:: What you need to do ::
Below are some entries. Work out how many of their lines hold the word "test", and write that number alone.
********
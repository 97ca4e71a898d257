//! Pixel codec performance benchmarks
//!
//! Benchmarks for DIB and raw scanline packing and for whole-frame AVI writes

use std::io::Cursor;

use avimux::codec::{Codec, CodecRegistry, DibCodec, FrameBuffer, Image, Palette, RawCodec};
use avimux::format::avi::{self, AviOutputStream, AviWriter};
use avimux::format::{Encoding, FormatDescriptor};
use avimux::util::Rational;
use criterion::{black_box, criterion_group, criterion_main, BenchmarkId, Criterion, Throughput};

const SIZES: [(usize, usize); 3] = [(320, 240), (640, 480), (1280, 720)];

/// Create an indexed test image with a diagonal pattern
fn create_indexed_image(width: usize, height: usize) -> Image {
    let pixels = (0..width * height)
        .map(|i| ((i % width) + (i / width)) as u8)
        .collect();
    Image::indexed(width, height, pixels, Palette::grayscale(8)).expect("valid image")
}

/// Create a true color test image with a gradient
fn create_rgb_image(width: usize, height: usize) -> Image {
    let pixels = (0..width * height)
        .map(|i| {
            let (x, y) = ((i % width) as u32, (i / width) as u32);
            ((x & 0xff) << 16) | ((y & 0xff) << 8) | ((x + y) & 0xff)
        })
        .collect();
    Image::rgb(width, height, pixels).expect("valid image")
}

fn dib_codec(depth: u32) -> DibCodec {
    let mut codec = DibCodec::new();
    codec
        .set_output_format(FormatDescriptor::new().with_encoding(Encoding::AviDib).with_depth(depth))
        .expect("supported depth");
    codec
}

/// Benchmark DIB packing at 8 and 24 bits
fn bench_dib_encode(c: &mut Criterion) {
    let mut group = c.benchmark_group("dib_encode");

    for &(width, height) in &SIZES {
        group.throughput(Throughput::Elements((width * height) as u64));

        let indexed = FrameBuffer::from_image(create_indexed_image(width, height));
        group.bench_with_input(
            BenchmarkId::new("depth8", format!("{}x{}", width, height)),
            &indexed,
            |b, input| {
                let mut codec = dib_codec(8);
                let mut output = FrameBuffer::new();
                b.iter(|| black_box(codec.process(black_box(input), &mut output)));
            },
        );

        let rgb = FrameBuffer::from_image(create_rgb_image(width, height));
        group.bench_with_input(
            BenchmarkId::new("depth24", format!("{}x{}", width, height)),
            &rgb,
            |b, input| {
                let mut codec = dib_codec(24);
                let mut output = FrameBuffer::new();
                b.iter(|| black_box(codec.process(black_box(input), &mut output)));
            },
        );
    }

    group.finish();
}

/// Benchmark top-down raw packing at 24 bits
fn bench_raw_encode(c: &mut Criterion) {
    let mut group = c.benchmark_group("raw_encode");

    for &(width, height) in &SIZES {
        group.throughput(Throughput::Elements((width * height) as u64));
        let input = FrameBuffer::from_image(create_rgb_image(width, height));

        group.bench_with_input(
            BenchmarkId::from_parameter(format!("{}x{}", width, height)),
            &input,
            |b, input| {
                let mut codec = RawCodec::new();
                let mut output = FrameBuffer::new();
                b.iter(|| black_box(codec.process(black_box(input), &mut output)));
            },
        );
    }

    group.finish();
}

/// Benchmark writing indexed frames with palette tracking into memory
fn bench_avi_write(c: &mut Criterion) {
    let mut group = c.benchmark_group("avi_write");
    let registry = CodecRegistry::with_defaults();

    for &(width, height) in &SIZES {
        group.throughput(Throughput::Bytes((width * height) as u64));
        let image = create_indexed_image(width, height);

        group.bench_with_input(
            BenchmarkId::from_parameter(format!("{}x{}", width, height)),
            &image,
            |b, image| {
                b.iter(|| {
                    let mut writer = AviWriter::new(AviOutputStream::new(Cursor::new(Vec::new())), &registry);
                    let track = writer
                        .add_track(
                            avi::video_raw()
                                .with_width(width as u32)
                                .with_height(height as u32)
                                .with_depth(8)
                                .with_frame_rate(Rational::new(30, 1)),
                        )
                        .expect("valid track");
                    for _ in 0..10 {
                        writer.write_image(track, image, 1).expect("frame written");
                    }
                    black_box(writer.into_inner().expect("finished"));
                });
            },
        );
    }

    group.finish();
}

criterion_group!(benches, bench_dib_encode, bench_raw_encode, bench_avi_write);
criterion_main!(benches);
********
:: Solution to this exercise ::
2